In the long and profoundly dispiriting story of the Guantánamo prisoners’ efforts to challenge their imprisonment without charge or trial through legal means, their victories — in Rasul v. Bush in 2004, and Boumediene v. Bush in 2008, when they were granted habeas corpus rights — evaporated through a number of appeals court rulings from 2009 to 2011, which ended up with the prisoners’ habeas rights being gutted of all meaning.

Between 2008 and 2010, 38 prisoners had their habeas corpus petitions approved, meaning that, even though the government had been given a very low evidentiary hurdle, they couldn’t even demonstrate to a range of District Court judges that the men in question were involved, in any meaningful sense at all, with either Al-Qaeda or the Taliban. Since 2010, however, not a single prisoner has had his habeas corpus petition granted, and efforts to persuade the Supreme Court to take back control of the prisoners’ fate have also come to nothing.

Finally, however, last June, the prisoners secured a significant victory in the D.C. Circuit Court (the court of appeals in Washington, D.C.), in a case argued by Close Guantánamo’s co-founder Tom Wilner, as I explained in an article entitled, A Rare Court Victory Offers Hope for Guantánamo’s “Forever Prisoners”, when a panel of three judges ruled, in the case of Khalid Qassim, an insignificant prisoner, and yet one who has been held now for over 18 years without charge or trial, that he should be able to see and rebut the evidence purportedly justifying his detention.

This, of course, ought to be the cornerstone of a fair legal hearing, but in that period when politically biased D.C Circuit Court judges fought back against Boumediene v. Bush, judges in a case known as Kiyemba v. Obama, “declared,” as Tom Wilner described it, “that, although the detainees may have a right to a habeas hearing, they have no constitutional right to due process of law.”

Since then, as Wilner proceeded to explain, the District Court has “strictly followed and uniformly interpreted that decision to deny the detainees the right to view any of the purported evidence against them that the government claims is classified”, and, “[b]ecause the government claims that almost all the evidence is classified, the Kiyemba decision effectively prevents the detainees from seeing, confronting and rebutting the purported evidence against them, making it virtually impossible for them to prevail in a habeas proceeding.”

That ruling, Qassim v. Trump, involved the D.C. Circuit Court judges sending Qassim’s case back to the lower court, where, sadly, it has languished ever since.

This spring, however, a number of distinguished law professors — including Kermit Roosevelt III, Bruce Ackerman, Douglas Cassel, Erwin Chemerinsky, Eugene Fidell, Eric Freedman, Laurence Tribe, and Steve Vladeck — submitted an amicus brief, reinforcing why Qassim’s case is so significant, in which they reiterated that it is unconstitutional to interpret Boumediene as a justification for invoking the Suspension Clause regarding habeas corpus for the Guantánamo prisoners, as the government has tried to do, on the basis of the prisoners’ nationality, and by claiming that habeas rights do not necessarily involve full and meaningful due process rights.

As the amicus law professors stated explicitly, “First, after Boumediene, it is simply not the case that noncitizens outside the United States are categorically unable to invoke the protections of the Constitution.

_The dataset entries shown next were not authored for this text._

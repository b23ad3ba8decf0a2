use std::fmt;
use std::str::FromStr;

use super::{TeamId, TileIndex};
use crate::config::GameConfig;

/// Composite army identifier: the team that raised the army plus a per-team
/// sequence number. Stays stable when ownership transfers.
///
/// Serialized as `"<team>#<seq>"` so it can key JSON maps.
#[derive(Clone, Debug, PartialEq, Eq, PartialOrd, Ord, Hash)]
#[cfg_attr(feature = "serde", derive(serde::Serialize, serde::Deserialize))]
#[cfg_attr(feature = "serde", serde(into = "String", try_from = "String"))]
pub struct ArmyId {
    pub team: TeamId,
    pub seq: u32,
}

impl ArmyId {
    pub fn new(team: impl Into<TeamId>, seq: u32) -> Self {
        Self {
            team: team.into(),
            seq,
        }
    }
}

impl fmt::Display for ArmyId {
    fn fmt(&self, f: &mut fmt::Formatter<'_>) -> fmt::Result {
        write!(f, "{}#{}", self.team, self.seq)
    }
}

#[derive(Clone, Debug, PartialEq, Eq, thiserror::Error)]
#[error("malformed army id {0:?}, expected <team>#<seq>")]
pub struct ParseArmyIdError(pub String);

impl FromStr for ArmyId {
    type Err = ParseArmyIdError;

    fn from_str(value: &str) -> Result<Self, Self::Err> {
        let (team, seq) = value
            .rsplit_once('#')
            .ok_or_else(|| ParseArmyIdError(value.to_owned()))?;
        let seq = seq
            .parse()
            .map_err(|_| ParseArmyIdError(value.to_owned()))?;
        if team.is_empty() {
            return Err(ParseArmyIdError(value.to_owned()));
        }
        Ok(Self::new(team, seq))
    }
}

impl From<ArmyId> for String {
    fn from(id: ArmyId) -> Self {
        id.to_string()
    }
}

impl TryFrom<String> for ArmyId {
    type Error = ParseArmyIdError;

    fn try_from(value: String) -> Result<Self, Self::Error> {
        value.parse()
    }
}

#[derive(Clone, Copy, Debug, PartialEq, Eq, Default, strum::Display)]
#[cfg_attr(feature = "serde", derive(serde::Serialize, serde::Deserialize))]
#[cfg_attr(feature = "serde", serde(rename_all = "snake_case"))]
#[strum(serialize_all = "snake_case")]
pub enum ArmyMode {
    #[default]
    Idle,
    Marching,
    Occupying,
}

/// What a marching army does on arrival.
#[derive(Clone, Copy, Debug, PartialEq, Eq, strum::Display, strum::EnumString)]
#[cfg_attr(feature = "serde", derive(serde::Serialize, serde::Deserialize))]
#[cfg_attr(feature = "serde", serde(rename_all = "snake_case"))]
#[strum(serialize_all = "snake_case")]
pub enum ArmyGoal {
    /// Take a free tile or fight the occupant for it.
    Occupy,
    /// Fight the occupant and return home.
    Eliminate,
    /// Hand the carried equipment to an own occupying army.
    Supply,
    /// Relieve an own occupying army and take its place.
    Replace,
}

#[derive(Clone, Debug, PartialEq, Eq)]
#[cfg_attr(feature = "serde", derive(serde::Serialize, serde::Deserialize))]
pub struct Army {
    pub id: ArmyId,
    pub owner: TeamId,
    pub level: u32,
    pub equipment: u32,
    pub mode: ArmyMode,
    /// Occupied tile, set only while occupying.
    pub tile: Option<TileIndex>,
    /// Set only while marching.
    pub destination: Option<TileIndex>,
    /// Set only while marching.
    pub goal: Option<ArmyGoal>,
    /// Set only while marching toward a non-supply goal.
    pub boost: Option<u32>,
}

impl Army {
    pub fn new(id: ArmyId, owner: TeamId) -> Self {
        Self {
            id,
            owner,
            level: 1,
            equipment: 0,
            mode: ArmyMode::Idle,
            tile: None,
            destination: None,
            goal: None,
            boost: None,
        }
    }

    /// Maximum equipment the army can carry.
    pub fn capacity(&self, config: &GameConfig) -> u32 {
        self.level.saturating_mul(config.equipment_per_level)
    }

    /// Combat strength without positional bonuses.
    pub fn strength(&self, config: &GameConfig) -> u32 {
        self.equipment
            .saturating_add(self.level.saturating_mul(config.level_strength))
            .saturating_add(self.boost.unwrap_or(0))
    }

    /// Sends the army home. Returns the equipment it carried.
    pub fn disband_to_idle(&mut self) -> u32 {
        let equipment = std::mem::take(&mut self.equipment);
        self.mode = ArmyMode::Idle;
        self.tile = None;
        self.destination = None;
        self.goal = None;
        self.boost = None;
        equipment
    }

    pub fn occupy(&mut self, tile: TileIndex) {
        self.mode = ArmyMode::Occupying;
        self.tile = Some(tile);
        self.destination = None;
        self.goal = None;
        self.boost = None;
    }
}
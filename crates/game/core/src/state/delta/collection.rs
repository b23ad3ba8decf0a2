use std::collections::BTreeMap;

/// Keyed collection delta capturing additions, removals, and updates.
#[derive(Clone, Debug, PartialEq, Eq)]
#[cfg_attr(feature = "serde", derive(serde::Serialize, serde::Deserialize))]
pub struct CollectionDelta<Id, Patch> {
    pub added: Vec<Id>,
    pub removed: Vec<Id>,
    pub updated: Vec<Patch>,
}

impl<Id, Patch> CollectionDelta<Id, Patch> {
    pub(super) fn new() -> Self {
        Self {
            added: Vec::new(),
            removed: Vec::new(),
            updated: Vec::new(),
        }
    }

    pub fn is_empty(&self) -> bool {
        self.added.is_empty() && self.removed.is_empty() && self.updated.is_empty()
    }
}

impl<Id, Patch> Default for CollectionDelta<Id, Patch> {
    fn default() -> Self {
        Self::new()
    }
}

pub(super) fn diff_collection<Id, T, Patch, FPatch>(
    before: &BTreeMap<Id, T>,
    after: &BTreeMap<Id, T>,
    mut patch_fn: FPatch,
) -> CollectionDelta<Id, Patch>
where
    Id: Ord + Clone,
    FPatch: FnMut(&Id, &T, &T) -> Option<Patch>,
{
    let mut delta = CollectionDelta::new();

    for (id, entry) in after {
        match before.get(id) {
            Some(prev) => {
                if let Some(patch) = patch_fn(id, prev, entry) {
                    delta.updated.push(patch);
                }
            }
            None => delta.added.push(id.clone()),
        }
    }

    delta.removed.extend(
        before
            .keys()
            .filter(|id| !after.contains_key(*id))
            .cloned(),
    );
    delta
}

Second, affording detainees inadequate process to challenge their detention is a suspension of the writ of habeas corpus. And last, litigation in federal courts inside the United States is always governed by the Due Process Clause. In denying these propositions, the government rejects both basic understandings of our constitutional order and directly controlling Supreme Court authority.”

Now, however, in a ruling in a case involving another Guantánamo prisoner, Abdulsalam al-Hela, a panel of appeals court judges led by Donald Trump appointee Judge Neomi Rao seem to have set out to undermine last year’s Qassim ruling.

As American Military News explained in an article, in the court’s opinion, issued last Friday, Judge Rao wrote, “We reject Al Hela’s due process claims because the Due Process Clause may not be invoked by aliens without property or presence in the sovereign territory of the United States.”

In doing so, Judge Rao was joined by her colleague, Senior Circuit Judge A. Raymond Randolph, who was involved in some of the dreadful decisions a decade ago, although it is noteworthy, however, that, as was made clear in Qassim, this is explicitly not what the Supreme Court ruled in Boumediene.

The case is now almost certain to go to a full en banc panel for review, one that, unfortunately, will also include Judge Randolph — although it will absolutely not include the blessing of the majority of the Supreme Court who decided Boumediene in the prisoners’ favor all those long years ago.

The prisoners deserve justice, but that is still not something they are being given, after those few years from 2008 to 2010 when the law actually applied at Guantánamo. Since then, it has been broken again, smashed unconstitutionally by politically motivated judges, and, sadly, it is still not clear if it can be mended.

* * * * *

Andy Worthington is a freelance investigative journalist, activist, author, photographer, film-maker and singer-songwriter (the lead singer and main songwriter for the London-based band The Four Fathers, whose music is available via Bandcamp). He is the co-founder of the Close Guantánamo campaign (and see the latest photo campaign here) and the successful We Stand With Shaker campaign of 2014-15, and the author of The Guantánamo Files: The Stories of the 774 Detainees in America’s Illegal Prison and of two other books: Stonehenge: Celebration and Subversion and The Battle of the Beanfield. He is also the co-director (with Polly Nash) of the documentary film, “Outside the Law: Stories from Guantánamo” (available on DVD here, or here for the US, or you can watch it online here, via the production company Spectacle, for £2.55), and for his photo project ‘The State of London’ he publishes a photo a day from eight years of bike rides around the 120 postcodes of the capital.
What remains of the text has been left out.